● What to work on
Give back exactly the lines that run from the beginning of the entries to the line containing "must be positive.", both included, and nothing else.

◇ ◇ ◇ ◇

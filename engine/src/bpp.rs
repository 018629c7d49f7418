//! Boxed plane partition dynamics: bounded height fields evolving by
//! single-cube additions and removals.

use crate::cftp::{self, CftpParams, Sample, SampleError};
use crate::grid::HeightGrid;
use crate::model::Dynamics;
use crate::rng::BitSource;

/// Coupled cube-flip dynamics on plane partitions in an `a x b x c` box.
#[derive(Debug, Clone, Copy, PartialEq, Eq)]
pub struct BoxedPartition {
    rows: usize,
    cols: usize,
    ceiling: i32,
}

impl BoxedPartition {
    /// Dynamics on an `a x b` floor with parts bounded by `c`.
    /// All three dimensions must be positive.
    pub fn new(a: usize, b: usize, c: i32) -> Result<Self, SampleError> {
        if a < 1 || b < 1 || c < 1 {
            return Err(SampleError::InvalidDimensions(format!(
                "{a} x {b} with maximal part {c}"
            )));
        }
        Ok(Self { rows: a, cols: b, ceiling: c })
    }

    /// Largest admissible part.
    pub fn ceiling(&self) -> i32 {
        self.ceiling
    }
}

/// A cube can be added at `(row, col)` when the weakly-decreasing
/// inequalities toward the top and left still hold afterwards; the virtual
/// row above and column left of the box sit at the ceiling.
fn can_raise(h: &HeightGrid, row: usize, col: usize, ceiling: i32) -> bool {
    let top = if row == 0 { ceiling } else { h.get(row - 1, col) };
    let left = if col == 0 { ceiling } else { h.get(row, col - 1) };
    top >= h.get(row, col) + 1 && left >= h.get(row, col) + 1
}

/// Mirror image of `can_raise`: the virtual row below and column right of
/// the box sit at zero.
fn can_lower(h: &HeightGrid, row: usize, col: usize, rows: usize, cols: usize) -> bool {
    let bottom = if row == rows - 1 { 0 } else { h.get(row + 1, col) };
    let right = if col == cols - 1 { 0 } else { h.get(row, col + 1) };
    h.get(row, col) - 1 >= right && h.get(row, col) - 1 >= bottom
}

impl Dynamics for BoxedPartition {
    fn rows(&self) -> usize {
        self.rows
    }

    fn cols(&self) -> usize {
        self.cols
    }

    fn fill_min(&self, grid: &mut HeightGrid) {
        grid.fill_with(|_, _| 0);
    }

    fn fill_max(&self, grid: &mut HeightGrid) {
        let ceiling = self.ceiling;
        grid.fill_with(|_, _| ceiling);
    }

    fn step(&self, min: &mut HeightGrid, max: &mut HeightGrid, bits: &mut BitSource) {
        for row in 0..self.rows {
            for col in 0..self.cols {
                let flip = bits.next_pm1();
                if flip == 1 {
                    if can_raise(min, row, col, self.ceiling) {
                        min.set(row, col, min.get(row, col) + 1);
                    }
                    if can_raise(max, row, col, self.ceiling) {
                        max.set(row, col, max.get(row, col) + 1);
                    }
                } else {
                    if can_lower(min, row, col, self.rows, self.cols) {
                        min.set(row, col, min.get(row, col) - 1);
                    }
                    if can_lower(max, row, col, self.rows, self.cols) {
                        max.set(row, col, max.get(row, col) - 1);
                    }
                }
            }
        }
    }

    fn label(&self) -> &'static str {
        "Boxed plane partition"
    }
}

/// Sample a uniform plane partition in an `a x b x c` box.
pub fn sample(a: usize, b: usize, c: i32, params: &CftpParams) -> Result<Sample, SampleError> {
    cftp::sample(&BoxedPartition::new(a, b, c)?, params)
}
//! Uniform random square ice: height functions, alternating sign matrices,
//! and corner sum matrices via coupling from the past.
#![deny(clippy::unwrap_used, clippy::expect_used, clippy::dbg_macro)]

use std::process::exit;

use cli::args::{self, ArgError, IceOutput};
use cli::render;
use engine::grid::HeightGrid;
use engine::ice::{self, SquareIce};
use engine::model::Dynamics;
use engine::{asm, rng};

fn usage() -> ! {
    println!("Usage for square-ice: square-ice order [options]");
    println!("where order is an integer > 0 and [options] are:");
    println!("   -asm              output the alternating sign matrix");
    println!("   -asm_file         output the alternating sign matrix to asm.txt and asm_pretty.txt");
    println!("   -csum             output the corresponding corner sum matrix");
    println!("   -height           output the corresponding height function");
    println!("   -seed <value>     use a specific random seed");
    println!("   -initial <value>  use a specific initial value");
    println!("   -report           give a progress report");
    println!("   -min_only         only output the minimum square ice");
    println!("   -max_only         only output the maximum square ice");
    println!("   -help             give a listing of command line arguments");
    exit(1);
}

/// Print the selected encoding of a height field to stdout. `-asm_file`
/// only reaches here on the extremal shortcuts, where it prints heights.
fn emit_field(heights: &HeightGrid, output: IceOutput) {
    match output {
        IceOutput::Asm => render::print(&asm::asm_matrix(heights)),
        IceOutput::CornerSum => render::print(&asm::corner_sum(heights)),
        IceOutput::Height | IceOutput::AsmFile => render::print(heights),
    }
}

fn main() {
    let argv: Vec<String> = std::env::args().skip(1).collect();
    let parsed = match args::parse_ice(&argv) {
        Ok(parsed) => parsed,
        Err(ArgError::Usage) => usage(),
        Err(err @ ArgError::UnknownFlag(_)) => {
            eprintln!("{err}");
            usage();
        }
        Err(err) => {
            eprintln!("{err}");
            exit(1);
        }
    };

    let order = parsed.order as usize;

    if parsed.min_only || parsed.max_only {
        let model = match SquareIce::new(order) {
            Ok(model) => model,
            Err(err) => {
                eprintln!("{err}");
                exit(1);
            }
        };
        let mut field = HeightGrid::new(model.rows(), model.cols());
        if parsed.min_only {
            model.fill_min(&mut field);
        } else {
            model.fill_max(&mut field);
        }
        emit_field(&field, parsed.output);
        return;
    }

    let mut params = parsed.params;
    let seed = params.seed.unwrap_or_else(rng::entropy_seed);
    params.seed = Some(seed);
    eprintln!("Using random seed {seed}.");

    let sample = match ice::sample(order, &params) {
        Ok(sample) => sample,
        Err(err) => {
            eprintln!("{err}");
            exit(1);
        }
    };

    if parsed.output == IceOutput::AsmFile {
        if let Err(err) = render::write_asm_files(&asm::asm_matrix(&sample.heights)) {
            eprintln!("Cannot write the ASM output files: {err}");
            exit(1);
        }
    } else {
        emit_field(&sample.heights, parsed.output);
    }
}
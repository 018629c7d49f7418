//! Single-dash argument grammar shared by the samplers.

use engine::cftp::{CftpParams, MAX_WINDOW};

/// What to print for a square-ice sample.
#[derive(Debug, Clone, Copy, PartialEq, Eq, Default)]
pub enum IceOutput {
    /// Height function (default).
    #[default]
    Height,
    /// Alternating sign matrix on stdout.
    Asm,
    /// Alternating sign matrix written to asm.txt and asm_pretty.txt.
    AsmFile,
    /// Corner sum matrix.
    CornerSum,
}

/// Failures while scanning the command line.
#[derive(Debug, thiserror::Error, PartialEq, Eq)]
pub enum ArgError {
    /// The ASM order was not positive.
    #[error("Invalid order {0}.")]
    InvalidOrder(i64),
    /// A box dimension was out of range.
    #[error("Invalid dimensions: {0} x {1} with maximal part {2}.")]
    InvalidDimensions(i64, i64, i64),
    /// A flag requiring a value appeared last.
    #[error("you must specify {0}.")]
    MissingValue(&'static str),
    /// An unrecognized flag.
    #[error("illegal command line argument {0}")]
    UnknownFlag(String),
    /// A non-numeric token where an integer was expected.
    #[error("invalid number {0}")]
    BadNumber(String),
    /// The initial window fell outside `[1, 2^29]`.
    #[error("invalid value for initial; it must be between 1 and 2^29 = 536870912")]
    InvalidInitial(i64),
    /// `-help` was given, or too few positional arguments.
    #[error("usage requested")]
    Usage,
}

/// Parsed `square-ice` invocation.
#[derive(Debug, Clone, PartialEq, Eq)]
pub struct IceArgs {
    /// ASM order, already checked positive.
    pub order: i64,
    /// Selected output encoding.
    pub output: IceOutput,
    /// Print the minimal height field and skip sampling.
    pub min_only: bool,
    /// Print the maximal height field and skip sampling.
    pub max_only: bool,
    /// Driver knobs.
    pub params: CftpParams,
}

/// Parsed `bpp` invocation.
#[derive(Debug, Clone, PartialEq, Eq)]
pub struct BppArgs {
    /// Floor rows, already checked positive.
    pub a: i64,
    /// Floor columns, already checked positive.
    pub b: i64,
    /// Maximal part, already checked positive and within `i32`.
    pub c: i64,
    /// Driver knobs.
    pub params: CftpParams,
}

fn parse_int(text: &str) -> Result<i64, ArgError> {
    text.parse().map_err(|_| ArgError::BadNumber(text.to_string()))
}

fn parse_seed(text: &str) -> Result<i32, ArgError> {
    text.parse().map_err(|_| ArgError::BadNumber(text.to_string()))
}

fn parse_initial(text: &str) -> Result<u32, ArgError> {
    let value = parse_int(text)?;
    if value < 1 || value > i64::from(MAX_WINDOW) {
        return Err(ArgError::InvalidInitial(value));
    }
    Ok(value as u32)
}

/// Scan a `square-ice` command line (program name already stripped).
/// The order is bounds-checked before any flag is looked at.
pub fn parse_ice(argv: &[String]) -> Result<IceArgs, ArgError> {
    if argv.is_empty() || argv[0] == "-help" {
        return Err(ArgError::Usage);
    }
    let order = parse_int(&argv[0])?;
    if order < 1 {
        return Err(ArgError::InvalidOrder(order));
    }
    let mut parsed = IceArgs {
        order,
        output: IceOutput::default(),
        min_only: false,
        max_only: false,
        params: CftpParams::default(),
    };

    let mut index = 1;
    while index < argv.len() {
        match argv[index].as_str() {
            "-asm" => parsed.output = IceOutput::Asm,
            "-asm_file" => parsed.output = IceOutput::AsmFile,
            "-csum" => parsed.output = IceOutput::CornerSum,
            "-height" => parsed.output = IceOutput::Height,
            "-report" => parsed.params.report = true,
            "-min_only" => parsed.min_only = true,
            "-max_only" => parsed.max_only = true,
            "-seed" => {
                index += 1;
                let value = argv.get(index).ok_or(ArgError::MissingValue("a seed"))?;
                parsed.params.seed = Some(parse_seed(value)?);
            }
            "-initial" => {
                index += 1;
                let value = argv
                    .get(index)
                    .ok_or(ArgError::MissingValue("an initial number of steps"))?;
                parsed.params.initial = parse_initial(value)?;
            }
            "-help" => return Err(ArgError::Usage),
            other => return Err(ArgError::UnknownFlag(other.to_string())),
        }
        index += 1;
    }
    Ok(parsed)
}

/// Scan a `bpp` command line (program name already stripped).
/// The box dimensions are bounds-checked before any flag is looked at.
pub fn parse_bpp(argv: &[String]) -> Result<BppArgs, ArgError> {
    if argv.is_empty() || argv[0] == "-help" {
        return Err(ArgError::Usage);
    }
    if argv.len() < 3 {
        return Err(ArgError::Usage);
    }
    let a = parse_int(&argv[0])?;
    let b = parse_int(&argv[1])?;
    let c = parse_int(&argv[2])?;
    if a < 1 || b < 1 || c < 1 || c > i64::from(i32::MAX) {
        return Err(ArgError::InvalidDimensions(a, b, c));
    }
    let mut parsed = BppArgs { a, b, c, params: CftpParams::default() };

    let mut index = 3;
    while index < argv.len() {
        match argv[index].as_str() {
            "-report" => parsed.params.report = true,
            "-seed" => {
                index += 1;
                let value = argv.get(index).ok_or(ArgError::MissingValue("a seed"))?;
                parsed.params.seed = Some(parse_seed(value)?);
            }
            "-initial" => {
                index += 1;
                let value = argv
                    .get(index)
                    .ok_or(ArgError::MissingValue("an initial number of steps"))?;
                parsed.params.initial = parse_initial(value)?;
            }
            "-help" => return Err(ArgError::Usage),
            other => return Err(ArgError::UnknownFlag(other.to_string())),
        }
        index += 1;
    }
    Ok(parsed)
}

◇ ◇ ◇ ◇

● Reply to the exercise
filename engine/src/bpp.rs
repository 018629c7d49f7418
//! Boxed plane partition dynamics: bounded height fields evolving by
//! single-cube additions and removals.

use crate::cftp::{self, CftpParams, Sample, SampleError};
use crate::grid::HeightGrid;
use crate::model::Dynamics;
use crate::rng::BitSource;

/// Coupled cube-flip dynamics on plane partitions in an `a x b x c` box.
#[derive(Debug, Clone, Copy, PartialEq, Eq)]
pub struct BoxedPartition {
    rows: usize,
    cols: usize,
    ceiling: i32,
}

impl BoxedPartition {
    /// Dynamics on an `a x b` floor with parts bounded by `c`.
    /// All three dimensions must be positive.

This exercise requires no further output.